Cadiz’s history goes back to its founding by the Phoenicians in 1100 BC, so it’s no wonder that historical sites are scattered around the city. Teatro Romano is one of the most impressive. Built around 70 BC, it is one of the oldest and largest Roman theatres in the Iberian Peninsula, although today, most of it is still under Barrio Populo. The Archaeological site of Gadir is worth a stop as it also takes you back to Phoenician time, while the Bishop’s House archaeological site runs through the city’s evolution, from its inception to modern times.
La Caleta may be the smallest beach in Cadiz, but it’s special. Right in the city centre, the sandy beach is a natural harbour set between two castles. It’s also home to the iconic The Spa of Our Lady of Palma and the Royal, and it’s seen a lot of action over the years – from the Phoenicians using it as a harbour to the actress Halle Berry coming out of its waters in the 2002 film James Bond: Die Another Day. Walk from La Caleta to Campo del Sur promenade to feel like you’re on the Malecon esplanade in Havana.
If La Caleta is too small for you, swim at Cadiz’s three other beaches, Santa María del Mar, Victoria and Cortadura instead. All three have a Q certificate, a mark of Spanish Tourism Quality.
The star-shaped Santa Catalina castle, at the north end of La Caleta, is easily accessible. It’s the oldest fortress of Cadiz, with its first stone laid in the 16th century. San Sebastián castle stands on the south side of La Caleta – walk the levee to get close to it. If you’re interested in maritime defence you may also want to check out the bastions Candelaria, Los Martires and San Felipe and its Walls of San Carlos. Inland, San Marcos castle is built on an old mosque and offers wine tasting in its cellars.
You’ll probably meet most of La Viña’s residents on La Caleta, but the old working-class neighbourhood’s narrow streets, once home to fisherman’s families, are still worth exploring. Today they are filled with tapas bars, restaurants and late-night spots. No other barrio in Cadiz is as lively in the evening, and nowhere has fresher seafood.

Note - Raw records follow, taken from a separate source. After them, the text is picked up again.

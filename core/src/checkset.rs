//! CheckSet resolution — configuration tree to ordered funnel plan.
//!
//! Pure function of configuration, no side effects. All configuration
//! errors (empty segment check lists, name collisions) surface here,
//! before any population query runs.

use crate::config::{ConditionCheck, ConditionsConfig};
use crate::error::{WaterfallError, WfResult};
use crate::types::CheckName;

/// Reserved segment name for baseline-eligibility check lists.
pub const BA_SEGMENT: &str = "BA";
/// Reserved channel name for the main (pre-channel) funnel.
pub const MAIN_CHANNEL: &str = "main";

/// A resolved check: named, ordered, carrying its display metadata.
#[derive(Debug, Clone, PartialEq, Eq)]
pub struct Check {
    pub name: CheckName,
    pub sql: String,
    pub description: Option<String>,
}

/// One funnel unit: a (channel, segment) pair with its ordered check list.
/// BA units use the reserved segment name `BA`.
#[derive(Debug, Clone, PartialEq, Eq)]
pub struct FunnelUnit {
    pub channel: String,
    pub segment: String,
    pub checks: Vec<Check>,
}

impl FunnelUnit {
    pub fn check_names(&self) -> Vec<CheckName> {
        self.checks.iter().map(|c| c.name.clone()).collect()
    }
}

/// A channel's resolved funnel: BA first, then segments in declared order.
#[derive(Debug, Clone, PartialEq, Eq)]
pub struct ChannelPlan {
    pub name: String,
    pub ba: FunnelUnit,
    pub segments: Vec<FunnelUnit>,
}

/// The full resolved plan: main BA, then each channel in declared order.
#[derive(Debug, Clone, PartialEq, Eq)]
pub struct FunnelPlan {
    pub main_ba: FunnelUnit,
    pub channels: Vec<ChannelPlan>,
}

impl FunnelPlan {
    /// Every funnel unit in report order: main BA, then per channel BA
    /// followed by that channel's segments.
    pub fn units(&self) -> Vec<&FunnelUnit> {
        let mut out = vec![&self.main_ba];
        for ch in &self.channels {
            out.push(&ch.ba);
            out.extend(ch.segments.iter());
        }
        out
    }
}

/// Resolve the conditions tree into a `FunnelPlan`.
///
/// Unnamed checks get `{channel}_{segment}_{n}` with a running declaration
/// index across the whole plan, matching the flag-column naming the
/// eligibility collaborator generates.
pub fn resolve(conditions: &ConditionsConfig) -> WfResult<FunnelPlan> {
    let mut counter: usize = 0;

    let main_ba = resolve_unit(MAIN_CHANNEL, BA_SEGMENT, &conditions.main_ba, &mut counter)?;

    let mut channels = Vec::with_capacity(conditions.channels.len());
    for channel in &conditions.channels {
        if channels
            .iter()
            .any(|c: &ChannelPlan| c.name == channel.name)
        {
            return Err(WaterfallError::Config {
                message: format!("duplicate channel '{}'", channel.name),
            });
        }

        let ba = resolve_unit(&channel.name, BA_SEGMENT, &channel.ba, &mut counter)?;

        let mut segments = Vec::with_capacity(channel.segments.len());
        for segment in &channel.segments {
            if segment.name == BA_SEGMENT {
                return Err(WaterfallError::Config {
                    message: format!(
                        "channel '{}' declares a segment named '{BA_SEGMENT}', which is reserved",
                        channel.name
                    ),
                });
            }
            if segments
                .iter()
                .any(|s: &FunnelUnit| s.segment == segment.name)
            {
                return Err(WaterfallError::Config {
                    message: format!(
                        "duplicate segment '{}' in channel '{}'",
                        segment.name, channel.name
                    ),
                });
            }
            if segment.checks.is_empty() {
                return Err(WaterfallError::EmptyCheckSet {
                    channel: channel.name.clone(),
                    segment: segment.name.clone(),
                });
            }
            segments.push(resolve_unit(
                &channel.name,
                &segment.name,
                &segment.checks,
                &mut counter,
            )?);
        }

        channels.push(ChannelPlan {
            name: channel.name.clone(),
            ba,
            segments,
        });
    }

    Ok(FunnelPlan { main_ba, channels })
}

fn resolve_unit(
    channel: &str,
    segment: &str,
    checks: &[ConditionCheck],
    counter: &mut usize,
) -> WfResult<FunnelUnit> {
    let mut resolved: Vec<Check> = Vec::with_capacity(checks.len());
    for check in checks {
        *counter += 1;
        let name = match &check.name {
            Some(n) => n.clone(),
            None => format!("{channel}_{segment}_{counter}"),
        };
        if resolved.iter().any(|c| c.name == name) {
            return Err(WaterfallError::DuplicateCheck {
                channel: channel.to_string(),
                segment: segment.to_string(),
                check: name,
            });
        }
        resolved.push(Check {
            name,
            sql: check.sql.clone(),
            description: check.description.clone(),
        });
    }
    Ok(FunnelUnit {
        channel: channel.to_string(),
        segment: segment.to_string(),
        checks: resolved,
    })
}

Central Market is covered but it somehow manages to extend well past its boundaries, especially on Sundays, when it is surrounded by a flea market. Locals come to Central Market to buy fresh produce such as cheese, olives, the catch of the day or on-the-go food such as fried shrimps. You may also find a stall with oysters that a youngster will open for you on the spot. A flower market is just around the corner, in Plaza de las Flores.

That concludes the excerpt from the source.